[Data entries]
====================
//! Bounded polling of a verification job.

use std::time::Duration;

use tracing::{debug, warn};

use crate::error::Result;
use crate::port::{Clock, ExplorerApi, ProgressEvent, ProgressSink};

/// Default number of status polls before giving up.
pub const DEFAULT_MAX_RETRIES: u32 = 10;

/// Default delay between status polls.
pub const DEFAULT_RETRY_DELAY: Duration = Duration::from_millis(4000);

/// Fixed polling schedule: `max_retries` attempts, `retry_delay` apart.
#[derive(Debug, Clone, Copy, PartialEq, Eq)]
pub struct PollSettings {
    pub max_retries: u32,
    pub retry_delay: Duration,
}

impl Default for PollSettings {
    fn default() -> Self {
        Self {
            max_retries: DEFAULT_MAX_RETRIES,
            retry_delay: DEFAULT_RETRY_DELAY,
        }
    }
}

/// Poll a verification job until it reports a match decision.
///
/// Issues at most `settings.max_retries` status requests and returns the
/// first defined `match`, true or false. Transient failures consume an
/// attempt and are reported through `progress`. The delay also follows the
/// last attempt.
///
/// Returns `Ok(false)` when the budget runs out without a decision, which is
/// the same value as an authoritative "no match".
///
/// # Errors
///
/// Non-transient failures (e.g. a malformed response body) end polling
/// immediately.
pub async fn poll_verification_result(
    explorer: &dyn ExplorerApi,
    clock: &dyn Clock,
    progress: &dyn ProgressSink,
    base_url: &str,
    job_id: &str,
    settings: PollSettings,
) -> Result<bool> {
    for attempt in 1..=settings.max_retries {
        match explorer.verification_result(base_url, job_id).await {
            Ok(Some(matched)) => {
                debug!(job_id, attempt, matched, "Verification decided");
                return Ok(matched);
            }
            Ok(None) => debug!(job_id, attempt, "Verification pending"),
            Err(e) if e.is_transient() => {
                warn!(job_id, attempt, error = %e, "Verification status fetch failed");
                progress.emit(ProgressEvent::PollAttemptFailed {
                    attempt,
                    reason: e.to_string(),
                });
            }
            Err(e) => return Err(e),
        }

        clock.sleep(settings.retry_delay).await;
    }

    warn!(
        job_id,
        attempts = settings.max_retries,
        "Maximum retries reached"
    );
    progress.emit(ProgressEvent::PollRetriesExhausted {
        attempts: settings.max_retries,
    });
    Ok(false)
}
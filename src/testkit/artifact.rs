//! In-memory artifact source.

use std::collections::HashMap;
use std::path::{Path, PathBuf};
use std::sync::atomic::{AtomicU32, Ordering};

use serde_json::Value;

use crate::error::{Result, ValidationError};
use crate::port::ArtifactSource;

/// Serves pre-parsed documents by path; unknown paths are unreadable.
#[derive(Default)]
pub struct InMemoryArtifacts {
    documents: HashMap<PathBuf, Value>,
    loads: AtomicU32,
}

impl InMemoryArtifacts {
    pub fn new() -> Self {
        Self::default()
    }

    pub fn with_document(mut self, path: impl Into<PathBuf>, document: Value) -> Self {
        self.documents.insert(path.into(), document);
        self
    }

    pub fn loads(&self) -> u32 {
        self.loads.load(Ordering::SeqCst)
    }
}

impl ArtifactSource for InMemoryArtifacts {
    fn load(&self, path: &Path) -> Result<Value> {
        self.loads.fetch_add(1, Ordering::SeqCst);
        self.documents.get(path).cloned().ok_or_else(|| {
            ValidationError::ArtifactUnreadable {
                path: path.to_path_buf(),
                reason: "no such file".to_string(),
            }
            .into()
        })
    }
}
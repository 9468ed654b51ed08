//! Terminal rendering of use-case progress events.

use parking_lot::Mutex;

use super::output::{self, Spinner};
use crate::port::{ProgressEvent, ProgressSink};

/// Prints progress lines and drives a spinner across waiting phases.
#[derive(Default)]
pub struct TerminalProgress {
    spinner: Mutex<Option<Spinner>>,
}

impl TerminalProgress {
    #[must_use]
    pub fn new() -> Self {
        Self::default()
    }

    fn start_spinner(&self, message: &str) {
        let mut slot = self.spinner.lock();
        if let Some(previous) = slot.take() {
            previous.clear();
        }
        *slot = Some(Spinner::start(message));
    }

    /// Print a line without corrupting a running spinner.
    fn print(&self, print: impl FnOnce()) {
        match self.spinner.lock().as_ref() {
            Some(spinner) => spinner.suspend(print),
            None => print(),
        }
    }

    /// Close the running spinner with a success mark, or print a success line.
    pub fn succeed(&self, message: &str) {
        match self.spinner.lock().take() {
            Some(spinner) => spinner.succeed(message),
            None => output::success(message),
        }
    }

    /// Close the running spinner with a failure mark, or print a failure line.
    pub fn fail(&self, message: &str) {
        match self.spinner.lock().take() {
            Some(spinner) => spinner.fail(message),
            None => output::failure(message),
        }
    }

    /// Drop the running spinner without a message.
    pub fn clear(&self) {
        if let Some(spinner) = self.spinner.lock().take() {
            spinner.clear();
        }
    }
}

impl ProgressSink for TerminalProgress {
    fn emit(&self, event: ProgressEvent) {
        match event {
            ProgressEvent::TransferSummary {
                wallet,
                recipient,
                amount,
                balance,
            } => {
                output::field("Wallet", output::highlight(wallet));
                output::field("Recipient", output::highlight(recipient));
                output::field("Amount", format!("{amount} ETH"));
                output::field("Balance", format!("{balance} ETH"));
            }
            ProgressEvent::TransferSubmitted { tx_hash } => {
                output::field("Tx hash", output::highlight(tx_hash));
            }
            ProgressEvent::AwaitingConfirmation => {
                self.start_spinner("Waiting for confirmation...");
            }
            ProgressEvent::VerificationStarted { network } => {
                output::step(&format!("Initializing verification on {network}..."));
            }
            ProgressEvent::ReadingArtifact { path } => {
                output::step(&format!(
                    "Reading JSON Standard Input from {}...",
                    path.display()
                ));
            }
            ProgressEvent::VerifyingContract { name, address } => {
                output::step(&format!(
                    "Verifying contract {} deployed at {}...",
                    output::highlight(name),
                    output::highlight(address)
                ));
                self.start_spinner("Submitting verification request...");
            }
            ProgressEvent::ConstructorArguments { args } => {
                self.print(|| {
                    output::step(&format!("Using constructor arguments: {}", args.join(", ")));
                });
            }
            ProgressEvent::VerificationSubmitted { job_id } => {
                self.succeed("Contract verification request sent");
                output::field("Job id", &job_id);
                self.start_spinner("Waiting for verification confirmation...");
            }
            ProgressEvent::PollAttemptFailed { attempt, reason } => {
                self.print(|| {
                    output::warning(&format!(
                        "Error fetching verification status (attempt {attempt}), retrying..."
                    ));
                });
                tracing::debug!(attempt, reason = %reason, "Poll attempt failed");
            }
            ProgressEvent::PollRetriesExhausted { attempts } => {
                self.print(|| {
                    output::warning(&format!(
                        "Maximum retries reached after {attempts} attempts, verification status could not be confirmed"
                    ));
                });
            }
        }
    }
}
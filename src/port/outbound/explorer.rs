//! Block-explorer verification API port.

use async_trait::async_trait;
use serde_json::Value;

use crate::domain::VerificationRequestBody;
use crate::error::Result;

/// Port for the explorer's contract verification endpoints.
///
/// Every call takes the API base URL so one client serves both networks.
///
/// # Errors
///
/// Non-success HTTP statuses and transport failures surface as transient
/// [`NetworkError`](crate::error::NetworkError)s. Bodies that do not have the
/// expected shape surface as `MalformedResponse`.
#[async_trait]
pub trait ExplorerApi: Send + Sync {
    /// Existing verification for `address`, or `None` if the explorer answers
    /// with `"data": null`.
    ///
    /// # Arguments
    ///
    /// * `base_url` - Explorer API base URL.
    /// * `address` - Lowercase `0x`-prefixed contract address.
    async fn existing_verification(&self, base_url: &str, address: &str)
        -> Result<Option<Value>>;

    /// Submit a verification job and return its id.
    async fn submit_verification(
        &self,
        base_url: &str,
        body: &VerificationRequestBody,
    ) -> Result<String>;

    /// Poll a job. `Some(match)` once decided, `None` while pending.
    async fn verification_result(&self, base_url: &str, job_id: &str) -> Result<Option<bool>>;
}
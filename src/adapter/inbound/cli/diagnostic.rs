//! Miette-based diagnostics for configuration file errors.
//!
//! Renders the config file with a labeled span pointing at the offending
//! TOML, plus an optional help line.

use miette::{Diagnostic, SourceSpan};
use thiserror::Error;

use crate::error::{ConfigError, Error};

/// Configuration error with source location context.
#[derive(Debug, Error, Diagnostic)]
#[error("{message}")]
#[diagnostic(code(walletctl::config))]
pub struct ConfigDiagnostic {
    pub message: String,

    #[source_code]
    pub src: miette::NamedSource<String>,

    #[label("here")]
    pub span: SourceSpan,

    #[help]
    pub help: Option<String>,
}

impl ConfigDiagnostic {
    /// Build a diagnostic for a TOML parse failure, or `None` for any other
    /// error or a parse error without a location.
    #[must_use]
    pub fn from_error(error: &Error) -> Option<Self> {
        let Error::Config(ConfigError::Parse {
            path,
            content,
            source,
        }) = error
        else {
            return None;
        };
        let span = source.span()?;
        let len = span.end.saturating_sub(span.start).max(1);

        Some(Self {
            message: format!("invalid configuration: {}", source.message()),
            src: miette::NamedSource::new(path.display().to_string(), content.clone()),
            span: (span.start, len).into(),
            help: Some("see `[logging]`, `[networks.*]`, `[verification]` and `[transfer]`".into()),
        })
    }
}

#[cfg(test)]
mod tests {
    use super::*;
    use crate::infrastructure::config::Config;

    #[test]
    fn parse_errors_become_diagnostics() {
        let err = Config::parse_toml("[verification]\nmax_retries = \"ten\"\n").unwrap_err();
        let diagnostic = ConfigDiagnostic::from_error(&err).unwrap();
        assert!(diagnostic.message.starts_with("invalid configuration"));
        assert!(diagnostic.span.offset() > 0);
    }

    #[test]
    fn other_errors_are_ignored() {
        let err = Error::Config(ConfigError::MissingField { field: "x" });
        assert!(ConfigDiagnostic::from_error(&err).is_none());
    }
}
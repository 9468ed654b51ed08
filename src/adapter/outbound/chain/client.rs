//! Alloy-backed chain clients.
//!
//! Read calls go through a plain HTTP provider. Transfers go through a
//! provider with an [`EthereumWallet`] attached, which fills nonce and gas
//! and signs locally before submitting.

use std::time::Duration;

use alloy_primitives::{Address, TxHash, U256};
use alloy_provider::network::{EthereumWallet, ReceiptResponse, TransactionBuilder};
use alloy_provider::{DynProvider, Provider, ProviderBuilder};
use alloy_rpc_types_eth::{TransactionReceipt, TransactionRequest};
use async_trait::async_trait;
use tracing::debug;

use super::keys::KeyMaterial;
use crate::domain::{NetworkProfile, TransferReceipt, WalletRecord};
use crate::error::{ConfigError, NetworkError, OnChainError, Result};
use crate::port::{ChainConnector, ChainReader, ChainSigner};

/// Default interval between receipt lookups.
const RECEIPT_POLL_INTERVAL: Duration = Duration::from_secs(2);

/// Builds alloy providers for a network profile.
#[derive(Debug, Clone)]
pub struct AlloyConnector {
    keys: KeyMaterial,
    receipt_poll_interval: Duration,
}

impl AlloyConnector {
    #[must_use]
    pub fn new(keys: KeyMaterial) -> Self {
        Self {
            keys,
            receipt_poll_interval: RECEIPT_POLL_INTERVAL,
        }
    }

    #[must_use]
    pub fn with_receipt_poll_interval(mut self, interval: Duration) -> Self {
        self.receipt_poll_interval = interval;
        self
    }
}

fn rpc_url(profile: &NetworkProfile) -> Result<url::Url> {
    profile.rpc_url.parse().map_err(|e: url::ParseError| {
        ConfigError::InvalidValue {
            field: "rpc_url",
            reason: e.to_string(),
        }
        .into()
    })
}

impl ChainConnector for AlloyConnector {
    fn reader(&self, profile: &NetworkProfile) -> Result<Box<dyn ChainReader>> {
        let provider = ProviderBuilder::new()
            .connect_http(rpc_url(profile)?)
            .erased();
        Ok(Box::new(AlloyReader {
            provider,
            poll_interval: self.receipt_poll_interval,
        }))
    }

    fn signer(
        &self,
        profile: &NetworkProfile,
        wallet: &WalletRecord,
    ) -> Result<Option<Box<dyn ChainSigner>>> {
        let Some(signer) = self.keys.resolve(wallet)? else {
            return Ok(None);
        };
        let account = signer.address();

        let provider = ProviderBuilder::new()
            .wallet(EthereumWallet::from(signer))
            .connect_http(rpc_url(profile)?)
            .erased();
        Ok(Some(Box::new(AlloySigner { provider, account })))
    }
}

fn rpc_error(method: &'static str, error: impl std::fmt::Display) -> NetworkError {
    NetworkError::Rpc {
        method,
        reason: error.to_string(),
    }
}

struct AlloyReader {
    provider: DynProvider,
    poll_interval: Duration,
}

impl AlloyReader {
    async fn poll_receipt(&self, tx_hash: TxHash) -> Result<TransactionReceipt> {
        loop {
            let receipt = self
                .provider
                .get_transaction_receipt(tx_hash)
                .await
                .map_err(|e| rpc_error("eth_getTransactionReceipt", e))?;
            if let Some(receipt) = receipt {
                return Ok(receipt);
            }
            debug!(tx_hash = %tx_hash, "Receipt not available yet");
            tokio::time::sleep(self.poll_interval).await;
        }
    }
}

#[async_trait]
impl ChainReader for AlloyReader {
    async fn chain_id(&self) -> Result<u64> {
        Ok(self
            .provider
            .get_chain_id()
            .await
            .map_err(|e| rpc_error("eth_chainId", e))?)
    }

    async fn balance(&self, address: Address) -> Result<U256> {
        Ok(self
            .provider
            .get_balance(address)
            .await
            .map_err(|e| rpc_error("eth_getBalance", e))?)
    }

    async fn wait_for_receipt(
        &self,
        tx_hash: TxHash,
        timeout: Option<Duration>,
    ) -> Result<TransferReceipt> {
        let receipt = match timeout {
            Some(limit) => tokio::time::timeout(limit, self.poll_receipt(tx_hash))
                .await
                .map_err(|_| OnChainError::ConfirmationTimeout {
                    tx_hash: tx_hash.to_string(),
                    seconds: limit.as_secs(),
                })??,
            None => self.poll_receipt(tx_hash).await?,
        };

        Ok(TransferReceipt {
            tx_hash,
            success: ReceiptResponse::status(&receipt),
            block_number: ReceiptResponse::block_number(&receipt),
            gas_used: ReceiptResponse::gas_used(&receipt),
        })
    }
}

struct AlloySigner {
    provider: DynProvider,
    account: Address,
}

#[async_trait]
impl ChainSigner for AlloySigner {
    fn account(&self) -> Address {
        self.account
    }

    async fn send_value(&self, to: Address, value: U256, chain_id: u64) -> Result<TxHash> {
        let tx = TransactionRequest::default()
            .with_from(self.account)
            .with_to(to)
            .with_value(value)
            .with_chain_id(chain_id);

        let pending = self
            .provider
            .send_transaction(tx)
            .await
            .map_err(|e| OnChainError::Rejected(e.to_string()))?;
        Ok(*pending.tx_hash())
    }
}

#[cfg(test)]
mod tests {
    use super::*;
    use crate::domain::Network;

    #[test]
    fn invalid_rpc_url_is_a_config_error() {
        let mut profile = NetworkProfile::builtin(Network::Testnet);
        profile.rpc_url = "not a url".into();
        let connector = AlloyConnector::new(KeyMaterial::default());
        assert!(connector.reader(&profile).is_err());
    }

    #[test]
    fn wallet_without_keys_has_no_signer() {
        let profile = NetworkProfile::builtin(Network::Testnet);
        let connector = AlloyConnector::new(KeyMaterial::default());
        let signer = connector
            .signer(&profile, &WalletRecord::default())
            .unwrap();
        assert!(signer.is_none());
    }

    #[test]
    fn signer_account_comes_from_key() {
        let profile = NetworkProfile::builtin(Network::Mainnet);
        let keys = KeyMaterial::new(
            Some("0xac0974bec39a17e36ba4a6b4d238ff944bacb478cbed5efcae784d7bf4f2ff80".into()),
            None,
        );
        let signer = AlloyConnector::new(keys)
            .signer(&profile, &WalletRecord::default())
            .unwrap()
            .unwrap();
        assert_eq!(
            signer.account().to_string(),
            "0xf39Fd6e51aad88F6F4ce6aB8827279cffFb92266"
        );
    }
}
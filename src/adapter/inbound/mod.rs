//! Inbound adapters (driving side).

pub mod cli;
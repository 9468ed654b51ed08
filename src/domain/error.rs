//! Domain validation errors for value conversions.
//!
//! Returned when an amount cannot be represented exactly in the chain's
//! smallest unit, or a chain value does not fit the decimal representation.
//!
//! # Examples
//!
//! ```
//! use walletctl::domain::error::DomainError;
//! use walletctl::domain::units::ether_to_wei;
//! use rust_decimal::Decimal;
//! use std::str::FromStr;
//!
//! // 19 decimal places is finer than one wei
//! let amount = Decimal::from_str("0.0000000000000000001").unwrap();
//! assert!(matches!(ether_to_wei(amount), Err(DomainError::TooPrecise { .. })));
//! ```

use thiserror::Error;

/// Errors that occur when unit conversion invariants are violated.
#[derive(Error, Debug, Clone, PartialEq, Eq)]
pub enum DomainError {
    /// Transfer amounts must be strictly positive.
    #[error("amount must be positive, got {amount}")]
    NonPositiveAmount {
        /// The invalid amount that was provided.
        amount: rust_decimal::Decimal,
    },

    /// Amounts finer than one wei cannot be sent.
    #[error("amount has {scale} decimal places, at most 18 are allowed")]
    TooPrecise {
        /// Number of decimal places in the provided amount.
        scale: u32,
    },

    /// Value does not fit the target representation.
    #[error("value {value} is out of range")]
    OutOfRange {
        /// The value that overflowed, rendered as text.
        value: String,
    },
}
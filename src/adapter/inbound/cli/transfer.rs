//! Handler for `walletctl transfer`.

use std::process::ExitCode;
use std::str::FromStr;
use std::sync::Arc;

use rust_decimal::Decimal;
use serde_json::json;

use super::command::TransferArgs;
use super::progress::TerminalProgress;
use super::{output, paths, OUTCOME_NOT_SUCCESSFUL};
use crate::adapter::outbound::chain::{AlloyConnector, KeyMaterial};
use crate::adapter::outbound::filesystem::load_wallet_store;
use crate::application::TransferService;
use crate::domain::{TransferOutcome, TransferRequest};
use crate::error::{Result, ValidationError};
use crate::infrastructure::config::Config;

/// Parse an ether amount exactly. Floats are never involved.
fn parse_amount(raw: &str) -> Result<Decimal> {
    Decimal::from_str(raw.trim()).map_err(|e| {
        ValidationError::InvalidAmount {
            amount: raw.to_string(),
            reason: e.to_string(),
        }
        .into()
    })
}

pub async fn execute(args: &TransferArgs, config: &Config) -> Result<ExitCode> {
    let network = args.network.network();
    let amount = parse_amount(&args.amount)?;
    let request = TransferRequest::try_new(network, args.recipient, amount)?;

    let store_path = args
        .wallet_store
        .clone()
        .or_else(|| config.wallet_store.clone())
        .unwrap_or_else(paths::default_wallet_store);
    let store = load_wallet_store(&store_path)?;

    output::section(&format!("Transfer on {network}"));

    let progress = Arc::new(TerminalProgress::new());
    let connector = AlloyConnector::new(KeyMaterial::from_env()?);
    let service = TransferService::new(Arc::new(connector), progress.clone(), config.profiles())
        .with_confirmation_timeout(config.confirmation_timeout());

    let outcome = match service.execute(&store, &request).await {
        Ok(outcome) => outcome,
        Err(e) => {
            progress.clear();
            return Err(e);
        }
    };

    Ok(render(&progress, &outcome))
}

fn render(progress: &TerminalProgress, outcome: &TransferOutcome) -> ExitCode {
    match outcome {
        TransferOutcome::Confirmed {
            tx_hash,
            block_number,
            gas_used,
            explorer_url,
        } => {
            progress.succeed("Transaction confirmed successfully");
            let block = block_number.map_or_else(|| "pending".to_string(), |n| n.to_string());
            output::field("Block", &block);
            output::field("Gas used", gas_used);
            output::field("Explorer", explorer_url);
            output::result(
                "transfer",
                json!({
                    "status": "confirmed",
                    "tx_hash": tx_hash.to_string(),
                    "block_number": block_number,
                    "gas_used": gas_used,
                    "explorer_url": explorer_url,
                }),
            );
            ExitCode::SUCCESS
        }
        TransferOutcome::Reverted { tx_hash } => {
            progress.fail("Transaction failed");
            output::result(
                "transfer",
                json!({ "status": "reverted", "tx_hash": tx_hash.to_string() }),
            );
            ExitCode::from(OUTCOME_NOT_SUCCESSFUL)
        }
        TransferOutcome::InsufficientBalance { balance, requested } => {
            progress.fail(&format!(
                "Insufficient balance to transfer {requested} ETH (balance {balance} ETH)"
            ));
            output::result(
                "transfer",
                json!({
                    "status": "insufficient_balance",
                    "balance": balance.to_string(),
                    "requested": requested.to_string(),
                }),
            );
            ExitCode::from(OUTCOME_NOT_SUCCESSFUL)
        }
    }
}
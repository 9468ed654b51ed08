//! Chain access ports for native currency transfers.
//!
//! Reading (balance, chain id, receipts) and signing (value transfers) are
//! split so that a command can be refused before any signing-capable client
//! exists.

use std::time::Duration;

use alloy_primitives::{Address, TxHash, U256};
use async_trait::async_trait;

use crate::domain::{NetworkProfile, TransferReceipt, WalletRecord};
use crate::error::Result;

/// Read-only view of a chain.
///
/// # Errors
///
/// Methods return [`Result`] for RPC transport and response failures.
#[async_trait]
pub trait ChainReader: Send + Sync {
    /// Chain id reported by the RPC endpoint.
    async fn chain_id(&self) -> Result<u64>;

    /// Balance of `address` in wei.
    async fn balance(&self, address: Address) -> Result<U256>;

    /// Block until the transaction is mined and return its receipt.
    ///
    /// # Arguments
    ///
    /// * `tx_hash` - Hash returned at submission.
    /// * `timeout` - Give up after this long; `None` waits indefinitely.
    async fn wait_for_receipt(
        &self,
        tx_hash: TxHash,
        timeout: Option<Duration>,
    ) -> Result<TransferReceipt>;
}

/// Signing-capable client bound to one account.
#[async_trait]
pub trait ChainSigner: Send + Sync {
    /// Address of the signing account.
    fn account(&self) -> Address;

    /// Sign and submit a plain value transfer, returning its hash without
    /// waiting for confirmation.
    ///
    /// # Errors
    ///
    /// Returns an error if the node rejects the transaction.
    async fn send_value(&self, to: Address, value: U256, chain_id: u64) -> Result<TxHash>;
}

/// Factory for chain clients scoped to a network profile.
///
/// Construction is local: neither method may perform network I/O.
pub trait ChainConnector: Send + Sync {
    /// Build a read-only client.
    ///
    /// # Errors
    ///
    /// Returns an error if the profile's RPC URL is invalid.
    fn reader(&self, profile: &NetworkProfile) -> Result<Box<dyn ChainReader>>;

    /// Build a signing client for `wallet`, or `None` when no signing key can
    /// be resolved for it.
    ///
    /// # Errors
    ///
    /// Returns an error if key material exists but cannot be loaded.
    fn signer(
        &self,
        profile: &NetworkProfile,
        wallet: &WalletRecord,
    ) -> Result<Option<Box<dyn ChainSigner>>>;
}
====================
[INSTRUCTIONS TO FOLLOW] All lines above with "tokio" in them should be returned.

[TASK SOLUTION]
            tokio::time::sleep(self.poll_interval).await;
            Some(limit) => tokio::time::timeout(limit, self.poll_receipt(tx_hash))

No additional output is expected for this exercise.